BEGIN Dataset records

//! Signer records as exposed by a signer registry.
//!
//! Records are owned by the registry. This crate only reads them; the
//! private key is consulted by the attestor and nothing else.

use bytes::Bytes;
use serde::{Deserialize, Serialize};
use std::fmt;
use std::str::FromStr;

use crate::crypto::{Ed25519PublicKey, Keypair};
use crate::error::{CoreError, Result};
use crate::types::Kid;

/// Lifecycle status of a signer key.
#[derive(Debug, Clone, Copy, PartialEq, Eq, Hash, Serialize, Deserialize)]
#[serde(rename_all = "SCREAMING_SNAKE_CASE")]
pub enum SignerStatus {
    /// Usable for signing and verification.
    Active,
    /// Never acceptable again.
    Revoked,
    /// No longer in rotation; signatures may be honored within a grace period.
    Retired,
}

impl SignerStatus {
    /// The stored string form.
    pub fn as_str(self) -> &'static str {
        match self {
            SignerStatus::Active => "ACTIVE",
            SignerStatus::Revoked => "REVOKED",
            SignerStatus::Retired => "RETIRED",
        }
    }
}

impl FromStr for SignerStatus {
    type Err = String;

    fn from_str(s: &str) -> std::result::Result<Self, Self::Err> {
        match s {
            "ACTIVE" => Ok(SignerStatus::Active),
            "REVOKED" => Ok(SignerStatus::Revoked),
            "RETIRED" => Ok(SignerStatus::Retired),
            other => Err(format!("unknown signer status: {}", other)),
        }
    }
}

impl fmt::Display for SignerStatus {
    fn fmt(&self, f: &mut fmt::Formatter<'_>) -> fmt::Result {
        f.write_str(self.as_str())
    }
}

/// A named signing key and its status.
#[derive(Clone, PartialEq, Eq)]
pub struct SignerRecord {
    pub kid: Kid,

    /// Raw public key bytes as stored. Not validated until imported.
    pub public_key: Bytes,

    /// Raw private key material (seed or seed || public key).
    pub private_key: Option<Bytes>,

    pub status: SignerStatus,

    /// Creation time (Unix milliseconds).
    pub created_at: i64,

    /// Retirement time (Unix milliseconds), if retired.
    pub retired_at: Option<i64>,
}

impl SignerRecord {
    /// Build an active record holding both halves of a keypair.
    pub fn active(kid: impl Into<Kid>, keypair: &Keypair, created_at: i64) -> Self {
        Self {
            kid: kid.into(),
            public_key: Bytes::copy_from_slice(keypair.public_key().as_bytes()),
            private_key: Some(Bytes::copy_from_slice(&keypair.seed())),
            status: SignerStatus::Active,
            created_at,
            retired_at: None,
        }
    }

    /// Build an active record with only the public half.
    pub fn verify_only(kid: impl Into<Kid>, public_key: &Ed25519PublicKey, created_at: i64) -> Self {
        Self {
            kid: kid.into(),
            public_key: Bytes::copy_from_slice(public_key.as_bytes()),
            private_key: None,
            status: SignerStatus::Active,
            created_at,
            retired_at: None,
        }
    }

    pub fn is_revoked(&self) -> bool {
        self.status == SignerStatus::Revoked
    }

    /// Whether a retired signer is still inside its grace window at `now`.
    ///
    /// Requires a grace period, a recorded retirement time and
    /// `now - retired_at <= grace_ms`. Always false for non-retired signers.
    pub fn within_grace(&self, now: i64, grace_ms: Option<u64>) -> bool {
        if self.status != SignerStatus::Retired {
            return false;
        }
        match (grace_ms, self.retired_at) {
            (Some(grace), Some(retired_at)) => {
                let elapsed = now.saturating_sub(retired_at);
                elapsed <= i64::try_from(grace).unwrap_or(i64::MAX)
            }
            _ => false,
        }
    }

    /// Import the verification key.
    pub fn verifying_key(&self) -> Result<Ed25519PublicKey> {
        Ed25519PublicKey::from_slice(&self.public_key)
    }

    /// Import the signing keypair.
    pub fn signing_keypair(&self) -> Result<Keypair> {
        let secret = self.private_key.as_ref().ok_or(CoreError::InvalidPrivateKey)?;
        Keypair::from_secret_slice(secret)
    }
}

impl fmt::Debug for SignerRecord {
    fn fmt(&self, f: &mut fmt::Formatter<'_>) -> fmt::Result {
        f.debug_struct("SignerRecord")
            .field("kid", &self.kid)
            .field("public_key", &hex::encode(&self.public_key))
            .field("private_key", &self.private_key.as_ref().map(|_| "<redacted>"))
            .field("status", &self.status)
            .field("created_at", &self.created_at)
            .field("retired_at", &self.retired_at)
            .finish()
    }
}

END Dataset records
BEGIN Dataset records

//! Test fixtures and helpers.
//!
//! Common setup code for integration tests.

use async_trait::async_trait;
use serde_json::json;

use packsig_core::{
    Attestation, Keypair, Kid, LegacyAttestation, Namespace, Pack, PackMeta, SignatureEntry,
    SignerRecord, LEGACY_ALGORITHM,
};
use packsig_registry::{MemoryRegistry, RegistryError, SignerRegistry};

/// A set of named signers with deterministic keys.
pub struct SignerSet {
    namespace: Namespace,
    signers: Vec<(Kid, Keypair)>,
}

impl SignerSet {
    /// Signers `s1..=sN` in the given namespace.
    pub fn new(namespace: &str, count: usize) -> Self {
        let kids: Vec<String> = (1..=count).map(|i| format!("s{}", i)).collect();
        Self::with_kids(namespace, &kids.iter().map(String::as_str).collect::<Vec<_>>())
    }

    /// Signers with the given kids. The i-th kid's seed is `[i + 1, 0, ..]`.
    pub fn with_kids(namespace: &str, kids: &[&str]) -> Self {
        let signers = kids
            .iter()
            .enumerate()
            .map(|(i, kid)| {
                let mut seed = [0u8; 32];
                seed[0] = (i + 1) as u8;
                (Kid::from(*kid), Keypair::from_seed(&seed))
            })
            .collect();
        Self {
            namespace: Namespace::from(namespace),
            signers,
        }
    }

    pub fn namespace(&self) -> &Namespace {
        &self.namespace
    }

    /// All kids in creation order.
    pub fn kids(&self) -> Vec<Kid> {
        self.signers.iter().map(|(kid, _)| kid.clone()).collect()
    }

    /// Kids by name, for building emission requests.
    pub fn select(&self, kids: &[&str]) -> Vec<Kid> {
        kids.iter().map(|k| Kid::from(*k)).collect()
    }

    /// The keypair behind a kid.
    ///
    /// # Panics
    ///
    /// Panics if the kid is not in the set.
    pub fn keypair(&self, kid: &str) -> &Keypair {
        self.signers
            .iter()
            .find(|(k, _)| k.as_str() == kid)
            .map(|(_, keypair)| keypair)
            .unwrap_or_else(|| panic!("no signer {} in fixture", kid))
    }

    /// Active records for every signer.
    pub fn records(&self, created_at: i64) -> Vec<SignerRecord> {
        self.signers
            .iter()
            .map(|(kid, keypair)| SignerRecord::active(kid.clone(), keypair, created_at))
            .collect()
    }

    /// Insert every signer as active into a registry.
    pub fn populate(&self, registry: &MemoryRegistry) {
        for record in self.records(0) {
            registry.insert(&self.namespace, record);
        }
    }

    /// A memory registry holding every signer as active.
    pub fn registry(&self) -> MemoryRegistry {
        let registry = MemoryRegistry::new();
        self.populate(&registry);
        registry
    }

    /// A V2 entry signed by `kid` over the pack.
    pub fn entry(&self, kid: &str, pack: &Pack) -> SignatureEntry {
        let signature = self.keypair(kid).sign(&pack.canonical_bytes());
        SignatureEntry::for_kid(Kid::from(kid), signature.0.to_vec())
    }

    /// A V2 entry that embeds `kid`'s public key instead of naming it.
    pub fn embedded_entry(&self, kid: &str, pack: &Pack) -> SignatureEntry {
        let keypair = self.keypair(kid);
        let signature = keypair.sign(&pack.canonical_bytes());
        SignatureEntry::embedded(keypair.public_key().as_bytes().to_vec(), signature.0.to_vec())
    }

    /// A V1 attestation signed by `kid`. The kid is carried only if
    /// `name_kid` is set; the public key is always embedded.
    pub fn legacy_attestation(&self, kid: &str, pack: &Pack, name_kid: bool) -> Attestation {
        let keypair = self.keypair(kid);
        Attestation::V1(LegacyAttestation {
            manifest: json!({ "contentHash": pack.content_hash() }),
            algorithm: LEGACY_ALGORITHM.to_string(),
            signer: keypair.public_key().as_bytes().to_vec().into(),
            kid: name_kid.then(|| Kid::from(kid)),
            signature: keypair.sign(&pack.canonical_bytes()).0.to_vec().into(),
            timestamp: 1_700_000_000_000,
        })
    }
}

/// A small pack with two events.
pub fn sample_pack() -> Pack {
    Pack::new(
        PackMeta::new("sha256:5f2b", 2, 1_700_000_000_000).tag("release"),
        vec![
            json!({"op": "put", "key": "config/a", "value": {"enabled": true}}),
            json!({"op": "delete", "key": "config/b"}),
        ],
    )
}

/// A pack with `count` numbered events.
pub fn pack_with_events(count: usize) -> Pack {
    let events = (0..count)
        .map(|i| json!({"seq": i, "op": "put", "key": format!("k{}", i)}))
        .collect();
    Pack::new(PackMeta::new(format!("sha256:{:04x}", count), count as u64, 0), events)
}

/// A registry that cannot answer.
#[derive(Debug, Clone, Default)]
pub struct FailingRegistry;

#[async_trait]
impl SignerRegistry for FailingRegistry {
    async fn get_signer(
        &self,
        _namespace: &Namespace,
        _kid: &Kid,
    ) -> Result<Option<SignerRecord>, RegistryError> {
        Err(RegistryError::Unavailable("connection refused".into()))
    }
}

END Dataset records

» **What you have to do**
Look over the listing above and copy each line that contains "period".

» **Answer to the problem**
    /// No longer in rotation; signatures may be honored within a grace period.
    /// Requires a grace period, a recorded retirement time and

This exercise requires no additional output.